Sylvie Nève : En Mer En Vers

 
par Narciso Aksayam

Imaginons (naviguons sur l’idée) que chaque vague multiplie la Mer, comme on déplierait un fractal de signification, s’enfonçant en focale (textuelle) poétique dans le détail des embruns – des emprunts – d’un récit, autant que dans les dentelles d’anfractuosités d’un récif. Cependant gardons qu’ici l’Élément ne sera ni paysage sentimental ni immensité existentielle dressée pour le tourisme exotique de nos âmes ; il sera aventure poisseuse dans le lit naufragé du jour ordinaire.
Trois livres, trois auteurs, trois naufrages recrachant leurs scories augmentées de coupes et d’écho de Langue : Maupassant, Verne, Rimbaud. Enfle comme la houle, gonfle comme une nasse, dérive comme d’un titre l’autre se recouvrant dans la perte dont nul ne revient, ou certainement plus le même.
Sur un quai de page blanche alors, puanteurs de chalut, noirceurs ouvrières, démences et perditions cannibales de radeaux, ivresse dernière dont la cale bourrée déparle un monument noyé de mots… On coupe au détail, on augmente, on délie, on défait : on récrit.

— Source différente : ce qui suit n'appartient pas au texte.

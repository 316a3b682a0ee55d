//! rlm-govern - inspect difficulty estimates and compute allocations.

use std::path::PathBuf;

use anyhow::{Context, Result};
use clap::{Parser, Subcommand};
use rlm_governor::{ComputeAllocator, GovernorSettings};
use serde::Serialize;
use tokio_util::sync::CancellationToken;
use tracing_subscriber::layer::SubscriberExt;
use tracing_subscriber::util::SubscriberInitExt;
use tracing_subscriber::EnvFilter;

/// rlm-govern - difficulty estimation and compute allocation for recursive LLM loops
#[derive(Parser, Debug)]
#[command(name = "rlm-govern")]
#[command(version, about, long_about = None)]
struct Cli {
    /// Log level (trace, debug, info, warn, error); RUST_LOG takes precedence
    #[arg(long, default_value = "warn", global = true)]
    log_level: String,

    #[command(subcommand)]
    command: Commands,
}

#[derive(Subcommand, Debug)]
enum Commands {
    /// Classify a query as easy, medium or hard
    Estimate {
        /// Query text
        query: String,

        /// Size of the context the query runs against, in tokens
        #[arg(long, default_value = "0")]
        context_tokens: u64,
    },

    /// Compute the resource allocation and enforced limits for a query
    Allocate {
        /// Query text
        query: String,

        /// Size of the context the query runs against, in tokens
        #[arg(long, default_value = "0")]
        context_tokens: u64,

        /// Path to a TOML settings file
        #[arg(short, long)]
        config: Option<PathBuf>,
    },
}

#[derive(Serialize)]
struct AllocateOutput<'a> {
    allocation: &'a rlm_governor::ComputeAllocation,
    guarantees: rlm_governor::GuaranteesConfig,
}

fn main() -> Result<()> {
    let cli = Cli::parse();

    let filter = EnvFilter::try_from_default_env()
        .or_else(|_| EnvFilter::try_new(&cli.log_level))
        .unwrap_or_else(|_| EnvFilter::new("warn"));
    tracing_subscriber::registry()
        .with(filter)
        .with(
            tracing_subscriber::fmt::layer()
                .with_target(false)
                .with_writer(std::io::stderr),
        )
        .init();

    match cli.command {
        Commands::Estimate {
            query,
            context_tokens,
        } => {
            let assessment = rlm_governor::estimate_difficulty(&query, context_tokens);
            println!("{}", serde_json::to_string_pretty(&assessment)?);
        }
        Commands::Allocate {
            query,
            context_tokens,
            config,
        } => {
            let settings = GovernorSettings::load(config.as_deref())
                .context("failed to load governor settings")?;
            let allocator = ComputeAllocator::with_policy(settings.policy.clone());
            let allocation = allocator
                .allocate_compute(
                    &CancellationToken::new(),
                    &query,
                    context_tokens,
                    &settings.budget,
                )
                .context("allocation failed")?;

            let output = AllocateOutput {
                guarantees: allocation.guarantees_config(&settings.budget),
                allocation: &allocation,
            };
            println!("{}", serde_json::to_string_pretty(&output)?);
        }
    }

    Ok(())
}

Combien d’âges faut-il pour faire une poète ? Est-ce songe osé que de nager au-dedans des sillages accumulés de Lettres, d’y cultiver sa propre nacre d’écume, sa propre encre, de s’engouffrer dans la gorge d’un Précédent pour lui faire rendre un autre oracle, une autre horreur, une autre rade creusée dans les flancs d’une humeur plus contemporaine ? On sait quelle scansion heurtée de pulsions, de brûlures, de commotions verbales, anime Sylvie Nève, son rire écorché à l’hameçon : ce sont darnes de vivant étalées crues au vent qui cingle entre les dents. Ce qu’on avait cru lire palpite entre les ponts, bastingues, hunes recyclées en vers libres toujours tus, chéris, râle amer : en vers pour tout miroir.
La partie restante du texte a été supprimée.